The paper tackles language-conditioned robotic manipulation by proposing LILAC, a flow-based model that generates object-centric optical flow from images and language instructions, then converts it to 6-DoF trajectories; it outperformed existing methods in flow quality and achieved a superior task success rate in physical manipulation experiments.
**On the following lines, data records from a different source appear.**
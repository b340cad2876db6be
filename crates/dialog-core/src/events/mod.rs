//! Event types for dialog-core
//!
//! This module defines events for dialog state changes and coordination
//! with the session layer.

pub mod dialog_events;
pub mod session_coordination;
pub mod adapter;
pub mod event_hub;

// Re-export main event types
pub use dialog_events::DialogEvent;
pub use session_coordination::SessionCoordinationEvent;
pub use adapter::DialogEventAdapter;
pub use event_hub::DialogEventHub;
We address language-conditioned robotic manipulation using flow-based trajectory generation, which enables training on human and web videos of object manipulation and requires only minimal embodiment-specific data. This task is challenging, as object trajectory generation from pre-manipulation images and natural language instructions requires appropriate instruction-flow alignment. To tackle this challenge, we propose the flow-based Language Instruction-guided open-Loop ACtion generator (LILAC). This flow-based Vision-Language-Action model (VLA) generates object-centric 2D optical flow from an RGB image and a natural language instruction, and converts the flow into a 6-DoF manipulator trajectory. LILAC incorporates two key components: Semantic Alignment Loss, which strengthens language conditioning to generate instruction-aligned optical flow, and Prompt-Conditioned Cross-Modal Adapter, which aligns learned visual prompts with image and text features to provide rich cues for flow generation. Experimentally, our method outperformed existing approaches in generated flow quality across multiple benchmarks. Furthermore, in physical object manipulation experiments using free-form instructions, LILAC demonstrated a superior task success rate compared to existing methods. The project page is available at https://lilac-75srg.kinsta.page/.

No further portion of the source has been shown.